GASPEROWICZ M.; GONZALEZ P.; HALLGRIMSSON B; CROSS J

Congreso; Latin American Association for Maternal-Fetal Interaction and Placenta-SLIMP; 2013

Embryonic growth in mammals is dependent on maternal supply of nutrients mediated by the placenta. When the availability of nutrients is limited, the mechanisms that regulate resource allocation constitute key determinants of maternal and fetal survival. Adaptive responses in placental phenotype are expected to enhance the robustness of fetal development and increase the chances of maternal survival. This study investigated the responses of feto-placental development to maternal malnutrition. C57BL/6J female mice (n=60) were fed either a low-protein (LP) diet (6% protein) or a control isocaloric diet (20% protein) starting two weeks before mating and continuing throughout gestation. On embryonic days (E) 10.5, 17.5 and 18.5 conceptuses were dissected and tissue samples prepared for morphometric, stereological and quantitative RT-PCR (qRT-PCR) analyses, which included an array of growth factor genes, amino acid transporters genes, common markers of trophoblast cell subtypes, as well as 8 genes from placenta specific proliferin-related protein family.

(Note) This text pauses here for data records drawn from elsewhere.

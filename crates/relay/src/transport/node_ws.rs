// SPDX-License-Identifier: BUSL-1.1
// Copyright (c) 2026 Alfred Jean LLC

//! `/node/connect` — the long-poll WebSocket a node agent holds open.
//! Registers the node in the hub and streams `HubMessage`s as JSON text
//! frames; every inbound packet refreshes the node's liveness.

use std::sync::Arc;

use axum::extract::ws::{Message, WebSocket};
use axum::extract::{State, WebSocketUpgrade};
use axum::http::HeaderMap;
use axum::response::IntoResponse;
use futures_util::{SinkExt, StreamExt};
use tracing::{debug, info, warn};

use crate::state::{epoch_ms, RelayState};
use crate::store::NodeRecord;
use crate::transport::auth::{bearer_token, constant_time_eq};

/// Resolve the node record matching a presented bearer token.
pub fn authenticate_node(state: &RelayState, headers: &HeaderMap) -> Option<NodeRecord> {
    let token = bearer_token(headers)?;
    let nodes = state.store.list_nodes().ok()?;
    nodes.into_iter().find(|n| constant_time_eq(&n.token, token))
}

/// `GET /node/connect` — WebSocket upgrade with node-token auth.
pub async fn node_connect(
    State(state): State<Arc<RelayState>>,
    headers: HeaderMap,
    ws: WebSocketUpgrade,
) -> impl IntoResponse {
    let Some(node) = authenticate_node(&state, &headers) else {
        return axum::http::Response::builder()
            .status(401)
            .body(axum::body::Body::from("unauthorized"))
            .unwrap_or_default()
            .into_response();
    };
    ws.on_upgrade(move |socket| handle_node(state, node, socket)).into_response()
}

async fn handle_node(state: Arc<RelayState>, node: NodeRecord, socket: WebSocket) {
    let (epoch, mut queue_rx) = state.hub.register(&node.name);
    let _ = state.store.touch_node(&node.name, epoch_ms());
    info!(node = %node.name, "node agent connected");

    let (mut ws_tx, mut ws_rx) = socket.split();

    loop {
        tokio::select! {
            _ = state.shutdown.cancelled() => {
                let _ = ws_tx.send(Message::Close(None)).await;
                break;
            }
            queued = queue_rx.recv() => {
                let Some(msg) = queued else { break };
                let text = match serde_json::to_string(&msg) {
                    Ok(text) => text,
                    Err(e) => {
                        warn!(node = %node.name, err = %e, "hub message encode failed");
                        continue;
                    }
                };
                if ws_tx.send(Message::Text(text.into())).await.is_err() {
                    break;
                }
            }
            inbound = ws_rx.next() => {
                match inbound {
                    Some(Ok(Message::Close(_))) | None => break,
                    Some(Ok(_)) => {
                        // Any control-plane packet counts as liveness.
                        let _ = state.store.touch_node(&node.name, epoch_ms());
                    }
                    Some(Err(e)) => {
                        debug!(node = %node.name, err = %e, "node socket error");
                        break;
                    }
                }
            }
        }
    }

    state.hub.unregister(&node.name, epoch);
    let _ = state.store.touch_node(&node.name, epoch_ms());
    info!(node = %node.name, "node agent disconnected");
}
// SPDX-License-Identifier: BUSL-1.1
// Copyright (c) 2026 Alfred Jean LLC

use clap::Parser;
use tracing::error;

use codewire_relay::config::RelayConfig;

#[tokio::main]
async fn main() {
    let config = RelayConfig::parse();

    tracing_subscriber::fmt()
        .with_env_filter(
            tracing_subscriber::EnvFilter::try_from_default_env()
                .unwrap_or_else(|_| tracing_subscriber::EnvFilter::new("info")),
        )
        .init();

    if let Err(e) = codewire_relay::run(config).await {
        error!("fatal: {e:#}");
        std::process::exit(1);
    }
}
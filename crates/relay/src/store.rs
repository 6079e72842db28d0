// SPDX-License-Identifier: BUSL-1.1
// Copyright (c) 2026 Alfred Jean LLC

//! Relay persistence behind a narrow trait: node records, bridge audit
//! entries, device flows, and invites. The shipping implementation is a
//! single JSON file (`relay.db`) written atomically; callers only see the
//! contracts.

use std::collections::HashMap;
use std::path::PathBuf;
use std::sync::Mutex;

use anyhow::Context;
use serde::{Deserialize, Serialize};

/// A registered node and its auth token.
#[derive(Debug, Clone, Serialize, Deserialize)]
pub struct NodeRecord {
    pub name: String,
    pub token: String,
    #[serde(default, skip_serializing_if = "Option::is_none")]
    pub external_identity: Option<String>,
    pub authorized_at_ms: u64,
    #[serde(default)]
    pub last_seen_at_ms: u64,
}

/// Audit record for one SSH bridge attempt.
#[derive(Debug, Clone, Serialize, Deserialize)]
pub struct BridgeRecord {
    pub session_id: String,
    pub node: String,
    pub started_at_ms: u64,
    pub connected: bool,
}

/// An in-flight device authorization flow.
#[derive(Debug, Clone, Serialize, Deserialize)]
pub struct DeviceFlow {
    pub code: String,
    pub node_name: String,
    pub created_at_ms: u64,
}

/// A single-use registration invite.
#[derive(Debug, Clone, Serialize, Deserialize)]
pub struct Invite {
    pub code: String,
    pub created_at_ms: u64,
    #[serde(default, skip_serializing_if = "Option::is_none")]
    pub note: Option<String>,
}

/// Persistence contracts the relay depends on.
pub trait Store: Send + Sync {
    /// Insert a node; an existing name is an error.
    fn create_node(&self, record: NodeRecord) -> anyhow::Result<()>;
    fn get_node(&self, name: &str) -> anyhow::Result<Option<NodeRecord>>;
    fn list_nodes(&self) -> anyhow::Result<Vec<NodeRecord>>;
    /// Remove a node; returns whether it existed.
    fn delete_node(&self, name: &str) -> anyhow::Result<bool>;
    /// Update `last_seen_at_ms` for a connected node.
    fn touch_node(&self, name: &str, now_ms: u64) -> anyhow::Result<()>;

    /// Append a bridge audit record.
    fn record_bridge(&self, record: BridgeRecord) -> anyhow::Result<()>;

    /// Store a device flow keyed by code, replacing any prior flow.
    fn put_device_flow(&self, flow: DeviceFlow) -> anyhow::Result<()>;
    /// Remove and return the flow for a code.
    fn take_device_flow(&self, code: &str) -> anyhow::Result<Option<DeviceFlow>>;

    /// Store an invite keyed by code.
    fn put_invite(&self, invite: Invite) -> anyhow::Result<()>;
    /// Remove and return the invite for a code (single use).
    fn take_invite(&self, code: &str) -> anyhow::Result<Option<Invite>>;
}

#[derive(Debug, Default, Serialize, Deserialize)]
struct StoreData {
    #[serde(default)]
    nodes: HashMap<String, NodeRecord>,
    #[serde(default)]
    bridges: Vec<BridgeRecord>,
    #[serde(default)]
    device_flows: HashMap<String, DeviceFlow>,
    #[serde(default)]
    invites: HashMap<String, Invite>,
}

/// Retained bridge audit entries; older ones roll off.
const BRIDGE_AUDIT_CAP: usize = 1024;

/// JSON-file store.
pub struct FileStore {
    path: PathBuf,
    data: Mutex<StoreData>,
}

impl FileStore {
    pub fn open(path: impl Into<PathBuf>) -> anyhow::Result<Self> {
        let path = path.into();
        let data = match std::fs::read(&path) {
            Ok(bytes) => serde_json::from_slice(&bytes)
                .with_context(|| format!("parse store {}", path.display()))?,
            Err(e) if e.kind() == std::io::ErrorKind::NotFound => StoreData::default(),
            Err(e) => return Err(e).with_context(|| format!("open store {}", path.display())),
        };
        Ok(Self { path, data: Mutex::new(data) })
    }

    fn mutate<R>(&self, f: impl FnOnce(&mut StoreData) -> anyhow::Result<R>) -> anyhow::Result<R> {
        let mut data = self.lock();
        let result = f(&mut data)?;
        let json = serde_json::to_vec_pretty(&*data)?;
        let tmp = self.path.with_extension("tmp");
        std::fs::write(&tmp, &json).with_context(|| format!("write {}", tmp.display()))?;
        std::fs::rename(&tmp, &self.path)
            .with_context(|| format!("rename into {}", self.path.display()))?;
        Ok(result)
    }

    #[allow(clippy::unwrap_used)] // mutex poisoning is unreachable: no panics under the lock
    fn lock(&self) -> std::sync::MutexGuard<'_, StoreData> {
        self.data.lock().unwrap()
    }
}

impl Store for FileStore {
    fn create_node(&self, record: NodeRecord) -> anyhow::Result<()> {
        self.mutate(|data| {
            if data.nodes.contains_key(&record.name) {
                anyhow::bail!("node {:?} already exists", record.name);
            }
            data.nodes.insert(record.name.clone(), record);
            Ok(())
        })
    }

    fn get_node(&self, name: &str) -> anyhow::Result<Option<NodeRecord>> {
        Ok(self.lock().nodes.get(name).cloned())
    }

    fn list_nodes(&self) -> anyhow::Result<Vec<NodeRecord>> {
        let mut nodes: Vec<NodeRecord> = self.lock().nodes.values().cloned().collect();
        nodes.sort_by(|a, b| a.name.cmp(&b.name));
        Ok(nodes)
    }

    fn delete_node(&self, name: &str) -> anyhow::Result<bool> {
        self.mutate(|data| Ok(data.nodes.remove(name).is_some()))
    }

    fn touch_node(&self, name: &str, now_ms: u64) -> anyhow::Result<()> {
        self.mutate(|data| {
            if let Some(node) = data.nodes.get_mut(name) {
                node.last_seen_at_ms = now_ms;
            }
            Ok(())
        })
    }

    fn record_bridge(&self, record: BridgeRecord) -> anyhow::Result<()> {
        self.mutate(|data| {
            data.bridges.push(record);
            if data.bridges.len() > BRIDGE_AUDIT_CAP {
                let excess = data.bridges.len() - BRIDGE_AUDIT_CAP;
                data.bridges.drain(..excess);
            }
            Ok(())
        })
    }

    fn put_device_flow(&self, flow: DeviceFlow) -> anyhow::Result<()> {
        self.mutate(|data| {
            data.device_flows.insert(flow.code.clone(), flow);
            Ok(())
        })
    }

    fn take_device_flow(&self, code: &str) -> anyhow::Result<Option<DeviceFlow>> {
        self.mutate(|data| Ok(data.device_flows.remove(code)))
    }

    fn put_invite(&self, invite: Invite) -> anyhow::Result<()> {
        self.mutate(|data| {
            data.invites.insert(invite.code.clone(), invite);
            Ok(())
        })
    }

    fn take_invite(&self, code: &str) -> anyhow::Result<Option<Invite>> {
        self.mutate(|data| Ok(data.invites.remove(code)))
    }
}

#[cfg(test)]
#[path = "store_tests.rs"]
mod tests;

Our results showed that in LP group, placenta weight was significantly lower already at E10.5, followed by reduction of maternal weight at E17.5, while the fetuses became significantly smaller no earlier than at E18.5, which is usually the very last day of pregnancy. Interestingly at E17.5 the volume of the labyrinth, the placenta layer responsible for feto-maternal exchange, was not changed between LP and control placentas. As well the level of expression of amino acid transporters genes Slc38a4 and Slc38a2 was not significantly different between both groups. However, the junctional zone, a layer rich in energy storing glycogen cells, was significantly smaller in LP placentas. Accordingly qRT-PCR analysis at E10.5 and E17.5 demonstrated a significant reduction in the Pcdh12 gene, a marker of glycogen cells, while there was either an increase or no change at all in the expression levels of markers of the other junctional zone cell subtype – spongiotrophoblast. Therefore we propose that junctional zone of the placenta, and particularly its glycogen cells, might act as an energy buffer between maternal supply and fetal demand, accumulating, in form of glycogen, an excess glucose from maternal blood circulation, and releasing it in the time when embryo needs extensive energy for a rapid growth.